Are all accounts up to date?
Do check the last reported date on all your accounts. If the account is marked closed, the last reported date will be same or closer to date of closure. If the account is marked open, the last reported date should be within last 30-60 days. If any of the records are not updated, contact the credit bureau as well as the bank concerned. An out of date record will not present correct picture to another bank and may also impact your credit score.

Is there an account that does not belong to you?

If you notice any credit account under your name that you are unaware of, report immediately and get it removed from your credit report. This could be because of wrong reporting by the bank or an error at the credit bureau. Take it up with the credit bureau, and it will help you get it resolved.

Is there a record of an account being shown as delinquent?
Delinquent accounts are those accounts which are way past their dates of payment. Typically, delinquency is reported as number of days past due date (DPD) which are shown for last 36 months for every credit line. For credit card accounts, delinquency is reported when the minimum amount due is not paid. Lenders might give you a leeway of a few days before reporting the delinquency. More than 3 months of missing repayments will automatically declare your account as NPA (non-performing asset or non-performing loan). Such accounts can bring a major drop in your credit score and distrust in the eyes of all the lenders. If any account is showing overdue or delinquent (if more than 30 days), review them more carefully. If you have already made the repayment, you must inform the bank to report it to all credit bureaus as well.

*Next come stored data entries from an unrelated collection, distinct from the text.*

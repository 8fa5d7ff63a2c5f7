use serde::{Deserialize, Serialize};
use serde_json::{Map, Value};

/// Key under which the pipeline records the plugin a thread is blocked in.
pub const PLUGIN_KEY: &str = "plugin";

/// Grouping key for stalled threads that do not name a plugin.
pub const OTHER_PLUGIN: &str = "other";

/// Free-form diagnostic record for one plugin or stalled thread.
#[derive(Clone, Debug, Default, PartialEq, Serialize, Deserialize)]
#[serde(transparent)]
pub struct ThreadReport(pub Map<String, Value>);

impl ThreadReport {
    pub fn new() -> Self {
        Self::default()
    }

    /// Builds a report from a JSON value. Anything other than an object is
    /// kept under a single `value` key.
    pub fn from_value(value: Value) -> Self {
        match value {
            Value::Object(map) => Self(map),
            other => {
                let mut map = Map::new();
                map.insert("value".to_string(), other);
                Self(map)
            }
        }
    }

    pub fn with(mut self, key: impl Into<String>, value: impl Into<Value>) -> Self {
        self.0.insert(key.into(), value.into());
        self
    }

    pub fn get(&self, key: &str) -> Option<&Value> {
        self.0.get(key)
    }

    pub fn plugin(&self) -> Option<&Value> {
        self.0.get(PLUGIN_KEY).filter(|v| !v.is_null())
    }

    /// Grouping key for this report: the plugin name, or [`OTHER_PLUGIN`].
    pub fn plugin_key(&self) -> String {
        match self.plugin() {
            Some(Value::String(s)) => s.clone(),
            Some(other) => other.to_string(),
            None => OTHER_PLUGIN.to_string(),
        }
    }

    /// Copy of this report without the plugin field.
    pub fn without_plugin(&self) -> Self {
        let mut map = self.0.clone();
        map.remove(PLUGIN_KEY);
        Self(map)
    }

    pub fn into_value(self) -> Value {
        Value::Object(self.0)
    }
}

impl From<Map<String, Value>> for ThreadReport {
    fn from(map: Map<String, Value>) -> Self {
        Self(map)
    }
}

#[cfg(test)]
mod tests {
    use super::*;
    use serde_json::json;

    #[test]
    fn plugin_key_falls_back_to_other() {
        let r = ThreadReport::from_value(json!({"id": 2}));
        assert_eq!(r.plugin_key(), "other");

        let r = ThreadReport::from_value(json!({"plugin": null, "id": 2}));
        assert_eq!(r.plugin_key(), "other");
    }

    #[test]
    fn plugin_key_uses_plugin_name() {
        let r = ThreadReport::new().with("plugin", "http").with("id", 1);
        assert_eq!(r.plugin_key(), "http");
        assert_eq!(r.without_plugin(), ThreadReport::new().with("id", 1));
        // the source keeps its plugin
        assert_eq!(r.plugin(), Some(&json!("http")));
    }

    #[test]
    fn non_object_values_are_wrapped() {
        let r = ThreadReport::from_value(json!("blocked"));
        assert_eq!(r.get("value"), Some(&json!("blocked")));
    }
}
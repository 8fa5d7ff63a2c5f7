use std::time::Duration;

use thiserror::Error;

/// Why a snapshot (or a lookup into one) could not be produced.
///
/// A snapshot is all-or-nothing: every variant here means the caller got no
/// record at all.
#[derive(Debug, Error)]
pub enum ReportError {
    #[error("in-flight batch map lock not acquired within {waited:?}")]
    LockTimeout { waited: Duration },

    #[error("failed to read {source_name} from pipeline")]
    Source {
        source_name: &'static str,
        #[source]
        source: anyhow::Error,
    },

    #[error("unknown snapshot field: {0}")]
    UnknownField(String),

    #[error("failed to render snapshot field: {0}")]
    Render(#[from] serde_json::Error),
}

impl ReportError {
    pub fn source_read(source_name: &'static str, source: anyhow::Error) -> Self {
        Self::Source { source_name, source }
    }

    pub fn is_timeout(&self) -> bool {
        matches!(self, Self::LockTimeout { .. })
    }
}

/// Attach the name of the pipeline sub-source to a failed read.
pub trait SourceContext<T> {
    fn source_context(self, source_name: &'static str) -> Result<T, ReportError>;
}

impl<T> SourceContext<T> for anyhow::Result<T> {
    fn source_context(self, source_name: &'static str) -> Result<T, ReportError> {
        self.map_err(|e| ReportError::source_read(source_name, e))
    }
}

#[cfg(test)]
mod tests {
    use super::*;

    #[test]
    fn source_context_names_the_sub_source() {
        let res: anyhow::Result<u64> = Err(anyhow::anyhow!("counter poisoned"));
        let err = res.source_context("events_filtered").unwrap_err();
        assert_eq!(err.to_string(), "failed to read events_filtered from pipeline");
        assert!(!err.is_timeout());
        let inner = std::error::Error::source(&err).unwrap();
        assert_eq!(inner.to_string(), "counter poisoned");
    }

    #[test]
    fn timeout_display_includes_wait() {
        let err = ReportError::LockTimeout { waited: Duration::from_millis(250) };
        assert!(err.is_timeout());
        assert_eq!(err.to_string(), "in-flight batch map lock not acquired within 250ms");
    }
}
use std::sync::atomic::{AtomicBool, Ordering};
use std::sync::Arc;

use anyhow::{anyhow, Result};
use parking_lot::{Mutex, MutexGuard, RwLock};
use pipewatch_core::{
    Batch, BatchMap, Counter, Event, LockWait, PipelineId, ReportError, ThreadReport, WorkerId,
};
use serde_json::Value;

use crate::traits::{OutputStage, Pipeline, WorkerThread};

/// In-process pipeline state for tests and the demo CLI.
///
/// Batch dispatch and the reporter contend on the same batch map lock, the
/// same way a real pipeline's workers would.
pub struct InMemoryPipeline {
    id: PipelineId,
    batches: Mutex<BatchMap>,
    workers: RwLock<Vec<Arc<WorkerHandle>>>,
    outputs: RwLock<Vec<Arc<OutputHandle>>>,
    events_filtered: Counter,
    events_consumed: Counter,
    plugin_threads: RwLock<Value>,
    stalling_threads: RwLock<Vec<ThreadReport>>,
}

impl InMemoryPipeline {
    pub fn new(id: PipelineId) -> Self {
        Self {
            id,
            batches: Mutex::new(BatchMap::new()),
            workers: RwLock::new(Vec::new()),
            outputs: RwLock::new(Vec::new()),
            events_filtered: Counter::new(),
            events_consumed: Counter::new(),
            plugin_threads: RwLock::new(Value::Array(Vec::new())),
            stalling_threads: RwLock::new(Vec::new()),
        }
    }

    pub fn add_worker(&self, id: WorkerId) -> Arc<WorkerHandle> {
        let handle = Arc::new(WorkerHandle::new(id));
        self.workers.write().push(handle.clone());
        handle
    }

    pub fn worker(&self, id: &WorkerId) -> Option<Arc<WorkerHandle>> {
        self.workers.read().iter().find(|w| &w.id == id).cloned()
    }

    pub fn set_worker_status(&self, id: &WorkerId, status: impl Into<String>) -> Result<()> {
        let worker = self.worker(id).ok_or_else(|| anyhow!("unknown worker {}", id))?;
        *worker.status.lock() = Some(status.into());
        Ok(())
    }

    /// Marks a worker as exited. Its in-flight batch, if any, stays in the
    /// map until someone finishes it.
    pub fn stop_worker(&self, id: &WorkerId) -> Result<()> {
        let worker = self.worker(id).ok_or_else(|| anyhow!("unknown worker {}", id))?;
        worker.alive.store(false, Ordering::Release);
        *worker.status.lock() = None;
        tracing::debug!(pipeline = %self.id, worker = %id, "worker stopped");
        Ok(())
    }

    /// Check a batch out to `worker`, replacing whatever it held before.
    pub fn begin_batch(&self, worker: &WorkerId, events: Vec<Event>) {
        let n = events.len() as u64;
        self.batches.lock().insert(worker.clone(), Batch::new(events));
        self.events_consumed.increment(n);
    }

    /// Acknowledge `worker`'s batch; `passed` events made it through filters.
    pub fn finish_batch(&self, worker: &WorkerId, passed: u64) -> Option<Batch> {
        let batch = self.batches.lock().remove(worker);
        if batch.is_some() {
            self.events_filtered.increment(passed);
        }
        batch
    }

    /// Direct access to the batch map, as batch dispatch would take it.
    pub fn lock_inflight_batches(&self) -> MutexGuard<'_, BatchMap> {
        self.batches.lock()
    }

    pub fn record_consumed(&self, n: u64) {
        self.events_consumed.increment(n);
    }

    pub fn record_filtered(&self, n: u64) {
        self.events_filtered.increment(n);
    }

    pub fn add_output(&self, type_name: impl Into<String>, config: Value, workers: usize) -> Arc<OutputHandle> {
        let handle = Arc::new(OutputHandle::new(type_name, config, workers));
        self.outputs.write().push(handle.clone());
        handle
    }

    pub fn output(&self, index: usize) -> Option<Arc<OutputHandle>> {
        self.outputs.read().get(index).cloned()
    }

    pub fn set_plugin_threads_info(&self, info: Value) {
        *self.plugin_threads.write() = info;
    }

    pub fn set_stalling_threads(&self, threads: Vec<ThreadReport>) {
        *self.stalling_threads.write() = threads;
    }
}

impl Pipeline for InMemoryPipeline {
    fn id(&self) -> &PipelineId {
        &self.id
    }

    fn synchronize_inflight_batches<T, F>(&self, wait: LockWait, f: F) -> Result<T, ReportError>
    where
        F: FnOnce(&BatchMap) -> T,
    {
        let guard = match wait {
            LockWait::Blocking => self.batches.lock(),
            LockWait::Bounded(timeout) => self
                .batches
                .try_lock_for(timeout)
                .ok_or(ReportError::LockTimeout { waited: timeout })?,
        };
        Ok(f(&guard))
    }

    fn worker_threads(&self) -> Result<Vec<Arc<dyn WorkerThread>>> {
        Ok(self
            .workers
            .read()
            .iter()
            .map(|w| w.clone() as Arc<dyn WorkerThread>)
            .collect())
    }

    fn events_filtered(&self) -> Result<u64> {
        Ok(self.events_filtered.value())
    }

    fn events_consumed(&self) -> Result<u64> {
        Ok(self.events_consumed.value())
    }

    fn outputs(&self) -> Result<Vec<Arc<dyn OutputStage>>> {
        Ok(self
            .outputs
            .read()
            .iter()
            .map(|o| o.clone() as Arc<dyn OutputStage>)
            .collect())
    }

    fn plugin_threads_info(&self) -> Result<Value> {
        Ok(self.plugin_threads.read().clone())
    }

    fn stalling_threads_info(&self) -> Result<Vec<ThreadReport>> {
        Ok(self.stalling_threads.read().clone())
    }
}

pub struct WorkerHandle {
    id: WorkerId,
    status: Mutex<Option<String>>,
    alive: AtomicBool,
}

impl WorkerHandle {
    fn new(id: WorkerId) -> Self {
        Self {
            id,
            status: Mutex::new(Some("run".to_string())),
            alive: AtomicBool::new(true),
        }
    }
}

impl WorkerThread for WorkerHandle {
    fn id(&self) -> &WorkerId {
        &self.id
    }

    fn status(&self) -> Option<String> {
        self.status.lock().clone()
    }

    fn is_alive(&self) -> bool {
        self.alive.load(Ordering::Acquire)
    }
}

/// An output stage with either a slot pool (`workers > 1`) or a single
/// exclusion lock.
pub struct OutputHandle {
    type_name: String,
    config: Value,
    workers: usize,
    available: Mutex<Vec<usize>>,
    single_worker: Mutex<()>,
}

impl OutputHandle {
    fn new(type_name: impl Into<String>, config: Value, workers: usize) -> Self {
        let workers = workers.max(1);
        Self {
            type_name: type_name.into(),
            config,
            workers,
            available: Mutex::new((0..workers).collect()),
            single_worker: Mutex::new(()),
        }
    }

    pub fn is_multi_worker(&self) -> bool {
        self.workers > 1
    }

    /// Take a worker without blocking; `None` when every worker is busy.
    pub fn try_checkout(&self) -> Option<OutputWorker<'_>> {
        if self.is_multi_worker() {
            let slot = self.available.lock().pop()?;
            Some(OutputWorker { output: self, slot: Some(slot), _single: None })
        } else {
            let guard = self.single_worker.try_lock()?;
            Some(OutputWorker { output: self, slot: None, _single: Some(guard) })
        }
    }
}

impl OutputStage for OutputHandle {
    fn type_name(&self) -> &str {
        &self.type_name
    }

    fn config(&self) -> Value {
        self.config.clone()
    }

    fn workers(&self) -> usize {
        self.workers
    }

    fn available_workers(&self) -> usize {
        self.available.lock().len()
    }

    fn single_worker_locked(&self) -> bool {
        self.single_worker.is_locked()
    }
}

/// A checked-out output worker; returns itself to the pool on drop.
pub struct OutputWorker<'a> {
    output: &'a OutputHandle,
    slot: Option<usize>,
    _single: Option<MutexGuard<'a, ()>>,
}

impl Drop for OutputWorker<'_> {
    fn drop(&mut self) {
        if let Some(slot) = self.slot.take() {
            self.output.available.lock().push(slot);
        }
    }
}

#[cfg(test)]
mod tests {
    use super::*;
    use serde_json::json;
    use std::time::Duration;

    fn pipeline() -> InMemoryPipeline {
        InMemoryPipeline::new(PipelineId::from_str("main"))
    }

    #[test]
    fn test_new_pipeline_is_empty() {
        let p = pipeline();
        assert!(p.worker_threads().unwrap().is_empty());
        assert!(p.outputs().unwrap().is_empty());
        assert_eq!(p.events_filtered().unwrap(), 0);
        assert_eq!(p.events_consumed().unwrap(), 0);
        assert!(p.stalling_threads_info().unwrap().is_empty());
    }

    #[test]
    fn test_begin_and_finish_batch() {
        let p = pipeline();
        let w = WorkerId::from_str("w0");
        p.add_worker(w.clone());
        p.begin_batch(&w, vec![json!(1), json!(2)]);
        let size = p
            .synchronize_inflight_batches(LockWait::Blocking, |map| map.get(&w).map(Batch::len))
            .unwrap();
        assert_eq!(size, Some(2));
        assert_eq!(p.events_consumed().unwrap(), 2);

        let batch = p.finish_batch(&w, 1).unwrap();
        assert_eq!(batch.len(), 2);
        assert_eq!(p.events_filtered().unwrap(), 1);
        assert!(p.finish_batch(&w, 1).is_none());
        assert_eq!(p.events_filtered().unwrap(), 1);
    }

    #[test]
    fn test_bounded_wait_times_out_while_dispatch_holds_lock() {
        let p = pipeline();
        let _dispatch = p.lock_inflight_batches();
        let err = p
            .synchronize_inflight_batches(LockWait::Bounded(Duration::from_millis(20)), |map| map.len())
            .unwrap_err();
        assert!(err.is_timeout());
    }

    #[test]
    fn test_stop_worker_clears_status() {
        let p = pipeline();
        let w = WorkerId::from_str("w0");
        let handle = p.add_worker(w.clone());
        p.set_worker_status(&w, "sleep").unwrap();
        assert_eq!(handle.status().as_deref(), Some("sleep"));
        p.stop_worker(&w).unwrap();
        assert!(!handle.is_alive());
        assert_eq!(handle.status(), None);
        assert!(p.stop_worker(&WorkerId::from_str("missing")).is_err());
    }

    #[test]
    fn test_pooled_output_checkout_returns_slot_on_drop() {
        let p = pipeline();
        let out = p.add_output("elasticsearch", json!({}), 3);
        let a = out.try_checkout().unwrap();
        let _b = out.try_checkout().unwrap();
        assert_eq!(out.available_workers(), 1);
        drop(a);
        assert_eq!(out.available_workers(), 2);
        assert!(!out.single_worker_locked());
    }

    #[test]
    fn test_single_worker_output_uses_lock() {
        let p = pipeline();
        let out = p.add_output("stdout", json!({}), 1);
        assert!(!out.is_multi_worker());
        let held = out.try_checkout().unwrap();
        assert!(out.single_worker_locked());
        assert!(out.try_checkout().is_none());
        drop(held);
        assert!(!out.single_worker_locked());
    }

    #[test]
    fn test_zero_workers_is_treated_as_single() {
        let p = pipeline();
        let out = p.add_output("null", json!({}), 0);
        assert_eq!(out.workers(), 1);
    }
}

Is the same debt being recorded more than once?
Did you know that 30% of your credit score is made of the debts you have taken? The number of debts you have taken matters a lot when it comes to your credit score. More debts in your name will result in difficulty in getting further credit. If your loan account or credit card has been reported twice then you will have fewer opportunities to avail credit. It is also likely that while 2 credit lines are shown, only one is being reflected with good credit history and another one as delinquent. Make sure to check your credit report every time you take a loan from the bank so that there are no such errors on your report.

Is it about incorrect credit limits?
To maintain your credit score, the credit utilization ratio should be a point of significance to you. When it goes high it shows an individual’s higher dependence on credit. Makes sure the credit limit on your credit card is accurate and not lower than the actual limit. Report to Credit Bureaus like CRIF to rectify in case if it is reported wrongly.

Incorrect balances in your loan accounts?
If a higher outstanding balance than actual is shown, you may lose out an opportunity to avail credit since the bank may assume you to have higher credit available with you than actual. Make sure correct loan account balances are reported in your credit report.

Are there any Identity Errors on your report?
Identity errors may lead to many more errors on your credit report and credit score. These occur because of wrong information reported by the bank, the mismatch between PAN and your name or due to identity theft.

Wrong Information: When there is a mix-up in two customers at the bank end or at the credit bureau end, loan and credit card information pertaining to some other person may have been reported against your name. The mix up could be due to same phone numbers, or mix-up in PAN or similar names/addresses etc.

• Mismatch: This could be particularly possible if you have undergone a name change in your PAN account or use different forms of a name like only with initials for certain accounts and expanded forms in other accounts.

• Identity Fraud: Fraud on your report is the most serious concern. Fraud means that someone is using your personal information to open accounts in your name. If you suspect identity fraud on your report, you will need to alert the bank concerned and the credit information company. Once it is established as a fraud, it should also be reported to the local police.